Judith Godrèche : « Mes abuseurs disaient - et c'est quelque chose qu'ils ont en commun - : « Tu es unique ». Et j'ai grandi dans cette perspective-là, dans cette idée-là de moi-même. Tu es unique, donc je vais faire un film sur toi, donc tu vas venir me voir dans mon bureau et on va écrire ensemble. Tu es unique, et là la porte se ferme et une toute autre histoire se raconte et s'écrit. Et le jour où je me suis rendue compte qu'il y avait tellement d'autres petites filles uniques j’ai compris qu'en fait, ce qui était important, ce n'était pas d'être unique, c'était de ne pas être seule. J’ai compris que nous étions nombreuses et qu’à travers le « je » c’était « nous ». Ce que je veux dire par là, c'est que c'est à travers toutes ces femmes qui m'ont écrit que j'ai pu moi-même avoir le courage de parler. Et donc, je comprends que pour pouvoir arriver à ne plus se sentir seule. Pour cette forme-là de solitude, il faut pouvoir ancrer sa solitude dans l'histoire d'une autre ».

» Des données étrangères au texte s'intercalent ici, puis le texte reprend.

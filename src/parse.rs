use crate::{
    error::{Component, ParseErrorKind, RawError},
    host,
    internal::{AuthMeta, Meta, ServerMeta},
    log,
    pct_enc::{self, table::*},
};
use core::num::NonZeroUsize;

type Result<T> = core::result::Result<T, RawError>;

/// Returns immediately with an error.
macro_rules! err {
    ($index:expr, $kind:expr) => {
        return Err(RawError {
            index: Some($index),
            kind: $kind,
        })
    };
}

pub(crate) use err;

pub(crate) fn parse(s: &str, force_server_authority: bool) -> Result<Meta> {
    let bytes = s.as_bytes();
    let mut out = Meta::default();

    // Everything after the first '#' is the fragment.
    let end = match memchr::memchr(b'#', bytes) {
        Some(i) => {
            pct_enc::check(&s[i + 1..], i + 1, ALL_LEGAL, Component::Fragment)?;
            out.fragment_start = Some(i);
            i
        }
        None => s.len(),
    };

    let mut parser = Parser {
        s,
        force_server_authority,
        reader: Reader::new(&bytes[..end]),
        out,
    };
    parser.parse_from_scheme()?;
    Ok(parser.out)
}

/// URI parser.
///
/// # Invariants
///
/// `pos <= len`, `pos` is non-decreasing and on the boundary of a UTF-8 code point.
///
/// # Preconditions and guarantees
///
/// Before parsing, ensure that `pos == 0` and that `reader` covers the input
/// up to the fragment boundary. Start and finish parsing by calling
/// `parse_from_scheme`. When parsing succeeds, all output indexes are within
/// bounds, correctly ordered, and every component they define is validated.
struct Parser<'a> {
    s: &'a str,
    force_server_authority: bool,
    reader: Reader<'a>,
    out: Meta,
}

/// A scanner over the bytes of a URI.
pub(crate) struct Reader<'a> {
    bytes: &'a [u8],
    pos: usize,
}

impl<'a> Reader<'a> {
    pub(crate) fn new(bytes: &'a [u8]) -> Self {
        Reader { bytes, pos: 0 }
    }

    pub(crate) fn len(&self) -> usize {
        self.bytes.len()
    }

    pub(crate) fn has_remaining(&self) -> bool {
        self.pos < self.len()
    }

    pub(crate) fn peek(&self, i: usize) -> Option<u8> {
        self.bytes.get(self.pos + i).copied()
    }

    // Any call to this method must keep the invariants.
    pub(crate) fn skip(&mut self, n: usize) {
        // INVARIANT: `pos` is non-decreasing.
        self.pos += n;
        debug_assert!(self.pos <= self.len());
    }

    pub(crate) fn read_str(&mut self, s: &str) -> bool {
        if self.bytes[self.pos..].starts_with(s.as_bytes()) {
            // INVARIANT: The remaining bytes start with `s` so it's fine to skip `s.len()`.
            self.skip(s.len());
            true
        } else {
            false
        }
    }

    /// Returns the index of the first remaining byte that is one of the
    /// ASCII delimiters, or the length if there is none.
    pub(crate) fn find(&self, delims: &[u8]) -> usize {
        let rem = &self.bytes[self.pos..];
        let i = match *delims {
            [] => None,
            [a] => memchr::memchr(a, rem),
            [a, b] => memchr::memchr2(a, b, rem),
            [a, b, c] => memchr::memchr3(a, b, c, rem),
            _ => rem.iter().position(|x| delims.contains(x)),
        };
        i.map_or(self.len(), |i| self.pos + i)
    }

    /// Consumes bytes up to the first delimiter (exclusive) or the end,
    /// returning the bounds of the consumed span.
    pub(crate) fn consume_until(&mut self, delims: &[u8]) -> (usize, usize) {
        let start = self.pos;
        // INVARIANT: A delimiter is ASCII, so skipping up to it is fine.
        self.skip(self.find(delims) - start);
        (start, self.pos)
    }
}

impl Parser<'_> {
    fn check(&self, (start, end): (usize, usize), table: Table, c: Component) -> Result<()> {
        pct_enc::check(&self.s[start..end], start, table, c)
    }

    fn parse_from_scheme(&mut self) -> Result<()> {
        let colon = self.reader.find(b":/?");
        if self.reader.bytes.get(colon) != Some(&b':') {
            // Relative reference.
            return self.parse_from_authority();
        }

        if colon == 0 {
            err!(0, ParseErrorKind::ExpectedScheme);
        }
        for (i, &x) in self.reader.bytes[..colon].iter().enumerate() {
            let valid = if i == 0 {
                ALPHA.allows_ascii(x)
            } else {
                SCHEME.allows_ascii(x)
            };
            if !valid {
                err!(i, ParseErrorKind::UnexpectedChar(Component::Scheme));
            }
        }
        self.out.scheme_end = NonZeroUsize::new(colon);

        // INVARIANT: Skipping the scheme and ":" is fine.
        self.reader.skip(colon + 1);
        if !self.reader.has_remaining() {
            err!(self.reader.pos, ParseErrorKind::ExpectedSchemeSpecificPart);
        }

        if self.reader.peek(0) != Some(b'/') {
            let ssp = self.reader.consume_until(&[]);
            self.check(ssp, ALL_LEGAL, Component::SchemeSpecificPart)?;
            self.out.opaque = true;
            return Ok(());
        }
        self.parse_from_authority()
    }

    fn parse_from_authority(&mut self) -> Result<()> {
        let mut auth = None;
        if self.reader.read_str("//") {
            if self.reader.pos == self.s.len() {
                err!(self.reader.pos, ParseErrorKind::ExpectedAuthority);
            }
            let bounds = self.reader.consume_until(b"/?");
            if bounds.0 < bounds.1 {
                self.check(bounds, AUTHORITY, Component::Authority)?;
                auth = Some(bounds);
            }
        }

        let path = self.reader.consume_until(b"?");
        self.check(path, PATH, Component::Path)?;
        self.out.path_bounds = path;

        if self.reader.read_str("?") {
            let query = self.reader.consume_until(&[]);
            self.check(query, ALL_LEGAL, Component::Query)?;
            self.out.query_end = NonZeroUsize::new(query.1);
        }

        if let Some(bounds) = auth {
            let server = decompose_authority(
                &self.s[bounds.0..bounds.1],
                bounds.0,
                self.force_server_authority,
            )?;
            self.out.auth_meta = Some(AuthMeta { bounds, server });
        }
        Ok(())
    }
}

/// Decomposes an authority into user information, host and port.
///
/// `offset` is the index of the authority in the whole input, used for errors.
/// Returns `Ok(None)` if the authority is registry-based and `force` is `false`.
pub(crate) fn decompose_authority(
    auth: &str,
    offset: usize,
    force: bool,
) -> Result<Option<ServerMeta>> {
    let bytes = auth.as_bytes();

    let (userinfo_end, host_start) = match memchr::memchr(b'@', bytes) {
        Some(i) => {
            if let Some(j) = memchr::memchr2(b'[', b']', &bytes[..i]) {
                err!(offset + j, ParseErrorKind::UnexpectedChar(Component::UserInfo));
            }
            (Some(i), i + 1)
        }
        None => (None, 0),
    };

    let rest = &bytes[host_start..];
    let host_end = match (memchr::memrchr(b':', rest), memchr::memchr(b']', rest)) {
        (Some(colon), bracket) if bracket.map_or(true, |b| b < colon) => host_start + colon,
        _ => bytes.len(),
    };

    let mut port = None;
    if host_end < bytes.len() {
        let port_str = &auth[host_end + 1..];
        if !port_str.is_empty() {
            match parse_port(port_str) {
                Some(p) => port = Some(p),
                None => {
                    let e = RawError {
                        index: Some(offset + host_end + 1),
                        kind: ParseErrorKind::InvalidPort,
                    };
                    return abandon(auth, e, force);
                }
            }
        }
    }

    let host = &auth[host_start..host_end];
    if host.is_empty() {
        let e = RawError {
            index: Some(offset + host_start),
            kind: ParseErrorKind::ExpectedHost,
        };
        return abandon(auth, e, force);
    }

    let host_meta = match host::validate(host, offset + host_start)? {
        Ok(meta) => meta,
        Err(e) => return abandon(auth, e, force),
    };

    Ok(Some(ServerMeta {
        userinfo_end,
        host_bounds: (host_start, host_end),
        host_meta,
        port,
    }))
}

/// Gives up decomposing the authority, failing only if decomposition is forced.
#[cfg_attr(not(feature = "log"), allow(unused_variables))]
fn abandon(auth: &str, e: RawError, force: bool) -> Result<Option<ServerMeta>> {
    if force {
        return Err(e);
    }
    log::trace!(
        "registry-based authority {:?}: {:?} at {:?}",
        auth,
        e.kind,
        e.index
    );
    Ok(None)
}

/// Parses a port made of ASCII digits, optionally preceded by a single `'+'`,
/// into a non-negative 31-bit integer.
fn parse_port(s: &str) -> Option<u32> {
    let s = s.strip_prefix('+').unwrap_or(s);
    if s.is_empty() {
        return None;
    }
    let mut port: u32 = 0;
    for x in s.bytes() {
        if !x.is_ascii_digit() {
            return None;
        }
        port = port.checked_mul(10)?.checked_add(u32::from(x - b'0'))?;
        if port > i32::MAX as u32 {
            return None;
        }
    }
    Some(port)
}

Edouard Durand : « Quand ces personnalités prennent la parole, il faut faire l'effort de se représenter que dans une maison, quelque part, ici, là, comme ce vendredi soir à la cérémonie des Césars, des personnes de tout âge sortent de la solitude extrême. Et c'est en ça que ce dépassement est fondamental et révolutionnaire. Parce que l'expérience de la violence est une expérience qui reste étrangère pour le groupe humain que nous sommes. Et ce témoignage, ces témoignages, créent de l'humanité commune. Comment peut-on les écouter ? Comment depuis près de 20 ans que je suis juge, que d'autres, tous les membres de la Ciivise, dans leur engagement, ont pu les écouter pendant trois ans ? Mais, pour agir ? Pour répondre à un besoin de reconnaissance et pour être à la hauteur de l'attente de ces témoignages. Chaque témoignage était motivé de la façon suivante : "je le fais pour moi et pour que les enfants ne vivent pas ce que moi j'ai vécu". Écouter en étant statique serait presque obscène, c'est écouter pour transformer.

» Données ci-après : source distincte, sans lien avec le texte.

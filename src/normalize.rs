use crate::{resolve::Parts, Uri};
use alloc::{string::String, vec::Vec};
use borrow_or_share::Bos;

impl<T: Bos<str>> Uri<T> {
    /// Normalizes the path of the URI by removing dot segments.
    ///
    /// Every `"."` segment is removed, and every `".."` segment is removed
    /// along with the preceding segment that is not `".."`. A leading `".."`
    /// that has nothing to cancel is kept. A removed `"."` or `".."` at the
    /// end leaves a trailing `'/'`. An absolute path never loses its leading `'/'`.
    /// If the normalized path has a `':'` in its first segment, `"./"` is
    /// prepended so that it is not mistaken for a scheme.
    ///
    /// An opaque URI is returned unchanged. This method is idempotent.
    ///
    /// # Examples
    ///
    /// ```
    /// use rfc2396_uri::Uri;
    ///
    /// let uri = Uri::parse("http://user:pw@Example.COM:80/a/b/../c?q=1#f")?;
    /// assert_eq!(uri.normalize(), "http://user:pw@Example.COM:80/a/c?q=1#f");
    ///
    /// assert_eq!(Uri::parse("a/./b/../../../c/.")?.normalize(), "../c/");
    /// assert_eq!(Uri::parse("/../a")?.normalize(), "/../a");
    /// assert_eq!(Uri::parse("./a:b/c")?.normalize(), "./a:b/c");
    /// # Ok::<_, rfc2396_uri::ParseError>(())
    /// ```
    #[must_use]
    pub fn normalize(&self) -> Uri<String> {
        let uri = self.make_ref();
        let Some(path) = uri.path() else {
            return uri.to_owned();
        };

        let normalized = remove_dot_segments(path.as_str(), false);
        if normalized == path.as_str() {
            return uri.to_owned();
        }

        Parts {
            path: &normalized,
            ..Parts::of(uri)
        }
        .assemble()
    }
}

/// Removes dot segments from a path.
///
/// A `".."` segment that has nothing to cancel is kept if `discard_excess`
/// is `false` and dropped otherwise.
pub(crate) fn remove_dot_segments(path: &str, discard_excess: bool) -> String {
    let (absolute, rel) = match path.strip_prefix('/') {
        Some(rel) => (true, rel),
        None => (false, path),
    };

    let mut stack: Vec<&str> = Vec::new();
    let mut trailing_slash = false;

    let mut segs = rel.split('/').peekable();
    while let Some(seg) = segs.next() {
        let last = segs.peek().is_none();
        trailing_slash = false;
        match seg {
            "." => trailing_slash = last,
            ".." => match stack.last() {
                Some(&top) if top != ".." => {
                    stack.pop();
                    trailing_slash = last;
                }
                _ if discard_excess => trailing_slash = last,
                _ => stack.push(seg),
            },
            _ => stack.push(seg),
        }
    }

    let mut buf = String::with_capacity(path.len() + 2);
    if absolute {
        buf.push('/');
    }
    for (i, seg) in stack.iter().enumerate() {
        if i != 0 {
            buf.push('/');
        }
        buf.push_str(seg);
    }
    if trailing_slash && !stack.is_empty() {
        buf.push('/');
    }

    if buf.split('/').next().is_some_and(|seg| seg.contains(':')) {
        buf.insert_str(0, "./");
    }
    buf
}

De l’écoute à l’action, comment répondre politiquement à ce problème structurel ?

Judith Godrèche revient sur la faible considération des mineurs dans le cinéma, un constat qui souligne les manquements de la société pour protéger ses enfants : « Sur les plateaux de cinéma, nous ne traitons pas comme il le faut les enfants. On peut laisser des enfants seuls dans des lieux de vie en province où ils n'ont personne pour rester avec eux le soir dans la chambre, dans des chambres chez l'habitant ou dans des maisons. Il y a toutes sortes de circonstances qui font que ces enfants ne sont pas encadrés et n'ont pas une personne, justement, pour eux, qui est là pour veiller à leur santé psychique sur les tournages. Il y a tout un cadre qui est complètement inexistant et absolument pas obligatoire ».

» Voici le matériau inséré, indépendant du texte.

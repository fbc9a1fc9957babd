//! URI components.

use crate::{
    internal::{HostMeta, ServerMeta},
    pct_enc::{table, EStr},
};
use core::net::{Ipv4Addr, Ipv6Addr};
use ref_cast::{ref_cast_custom, RefCastCustom};

/// A scheme component.
///
/// # Comparison
///
/// `Scheme`s are compared case-insensitively. Use [`as_str`](Self::as_str)
/// for a case-sensitive comparison.
///
/// # Examples
///
/// ```
/// use rfc2396_uri::{component::Scheme, Uri};
///
/// const SCHEME_HTTP: &Scheme = Scheme::new_or_panic("http");
///
/// let scheme = Uri::parse("HTTP://EXAMPLE.COM/")?.scheme().unwrap();
///
/// // Case-insensitive comparison.
/// assert_eq!(scheme, SCHEME_HTTP);
/// // Case-sensitive comparison.
/// assert_eq!(scheme.as_str(), "HTTP");
/// # Ok::<_, rfc2396_uri::ParseError>(())
/// ```
#[derive(RefCastCustom)]
#[repr(transparent)]
pub struct Scheme {
    inner: str,
}

impl Scheme {
    #[ref_cast_custom]
    #[inline]
    pub(crate) const fn new_validated(scheme: &str) -> &Scheme;

    /// Converts a string slice to `&Scheme`.
    ///
    /// # Panics
    ///
    /// Panics if the string is not a valid scheme name, that is, an ASCII
    /// letter followed by any number of letters, digits, `'+'`, `'-'` or `'.'`.
    /// For a non-panicking variant, use [`new`](Self::new).
    #[inline]
    #[must_use]
    pub const fn new_or_panic(s: &str) -> &Scheme {
        match Self::new(s) {
            Some(scheme) => scheme,
            None => panic!("invalid scheme"),
        }
    }

    /// Converts a string slice to `&Scheme`, returning `None` if the conversion fails.
    #[must_use]
    pub const fn new(s: &str) -> Option<&Scheme> {
        let bytes = s.as_bytes();
        if bytes.is_empty() || !table::ALPHA.allows_ascii(bytes[0]) {
            return None;
        }
        let mut i = 1;
        while i < bytes.len() {
            if !table::SCHEME.allows_ascii(bytes[i]) {
                return None;
            }
            i += 1;
        }
        Some(Scheme::new_validated(s))
    }

    /// Returns the scheme component as a string slice.
    #[inline]
    #[must_use]
    pub fn as_str(&self) -> &str {
        &self.inner
    }
}

impl PartialEq for Scheme {
    #[inline]
    fn eq(&self, other: &Self) -> bool {
        self.inner.eq_ignore_ascii_case(&other.inner)
    }
}

impl Eq for Scheme {}

/// An authority component.
///
/// An authority is server-based when it decomposes into user information,
/// a valid host and an optional port. Otherwise it is registry-based and
/// kept as raw text.
///
/// # Examples
///
/// ```
/// use rfc2396_uri::{component::Authority, Uri};
///
/// let uri = Uri::parse("http://user@example.com:8042/")?;
/// let Some(Authority::Server(auth)) = uri.authority() else { panic!() };
/// assert_eq!(auth.user_info().unwrap(), "user");
/// assert_eq!(auth.host(), "example.com");
/// assert_eq!(auth.port(), Some(8042));
///
/// let uri = Uri::parse("http://a_b:8042/")?;
/// assert_eq!(uri.authority().unwrap().as_str(), "a_b:8042");
/// assert!(uri.authority().unwrap().server().is_none());
/// # Ok::<_, rfc2396_uri::ParseError>(())
/// ```
#[derive(Clone, Copy)]
pub enum Authority<'a> {
    /// A server-based authority.
    Server(ServerAuthority<'a>),
    /// A registry-based authority.
    Registry(&'a EStr),
}

impl<'a> Authority<'a> {
    /// Returns the raw authority as a string slice.
    #[must_use]
    pub fn as_str(&self) -> &'a str {
        self.as_estr().as_str()
    }

    /// Returns the raw authority as an `EStr` slice.
    #[must_use]
    pub fn as_estr(&self) -> &'a EStr {
        match *self {
            Authority::Server(auth) => EStr::new_validated(auth.val),
            Authority::Registry(s) => s,
        }
    }

    /// Returns the server-based authority, if any.
    #[must_use]
    pub fn server(&self) -> Option<ServerAuthority<'a>> {
        match *self {
            Authority::Server(auth) => Some(auth),
            Authority::Registry(_) => None,
        }
    }
}

/// A server-based authority, decomposed into user information, host and port.
#[derive(Clone, Copy)]
pub struct ServerAuthority<'a> {
    val: &'a str,
    meta: ServerMeta,
}

impl<'a> ServerAuthority<'a> {
    pub(crate) fn new(val: &'a str, meta: ServerMeta) -> Self {
        Self { val, meta }
    }

    /// Returns the raw authority as a string slice.
    #[inline]
    #[must_use]
    pub fn as_str(&self) -> &'a str {
        self.val
    }

    /// Returns the optional user information.
    #[must_use]
    pub fn user_info(&self) -> Option<&'a EStr> {
        let end = self.meta.userinfo_end?;
        Some(EStr::new_validated(&self.val[..end]))
    }

    /// Returns the raw host, with the square brackets of an IPv6 address kept.
    #[must_use]
    pub fn host(&self) -> &'a str {
        let (start, end) = self.meta.host_bounds;
        &self.val[start..end]
    }

    /// Returns the parsed host.
    #[must_use]
    pub fn host_parsed(&self) -> Host<'a> {
        match self.meta.host_meta {
            HostMeta::Ipv4(addr) => Host::Ipv4(addr),
            HostMeta::Ipv6(addr) => Host::Ipv6(addr),
            HostMeta::Domain => Host::Domain(self.host()),
        }
    }

    /// Returns the optional port.
    #[inline]
    #[must_use]
    pub fn port(&self) -> Option<u32> {
        self.meta.port
    }
}

/// A parsed host.
#[derive(Clone, Copy, Debug, PartialEq, Eq, Hash)]
pub enum Host<'a> {
    /// An IPv4 address.
    Ipv4(Ipv4Addr),
    /// An IPv6 address.
    Ipv6(Ipv6Addr),
    /// A domain name, such as `example.com`.
    ///
    /// Domain names are case-insensitive.
    Domain(&'a str),
}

Edouard Durand : « Depuis que l'année 2024 a commencé, ce sont 25 000, 26 000 enfants qui auront été violés et agressés sexuellement, en deux mois. C'est une urgence absolue. Pour agir, il y a un point de départ qui est ce rapport de la Ciivise et ces quatre-vingt-deux deux préconisations. Pendant trois ans, nous, ces membres de la Ciivise, nous n'avons parlé que des enfants, que de la stratégie des agresseurs, que des moyens de protéger. Depuis deux mois, on n'entend plus parler des enfants. Sinon, par la voix de Judith Godrèche, qui a réouvert cet espace en nous. La façon dont nous nous préoccupons de nos enfants dit quelque chose de la dignité du groupe humain que nous voulons être ». (…) « Le silence et l'inertie sociale qui entourent la révélation des violences par la victime est un second anéantissement. Il y a 160 000 enfants chaque année qui sont victimes de violences sexuelles, 70% des plaintes sont classées sans suite et les victimes ne reçoivent pas de soins spécialisés du psychotraumatisme. Une société digne de ce nom ne fait pas courir de risques aux enfants et c'est une politique publique, voilà pourquoi il y a ces quatre-vingt-deux préconisations. Notre aspiration, elle est limpide et simple : il faut les mettre en œuvre. Plus on attendra, moins les enfants seront protégés ».

Pour aller plus loin :

- Édouard Durand est notamment l'auteur de l'ouvrage 160 000 enfants. Violences sexuelles et déni social (Gallimard, 2024) et de Défendre les enfants (Seuil, 2022)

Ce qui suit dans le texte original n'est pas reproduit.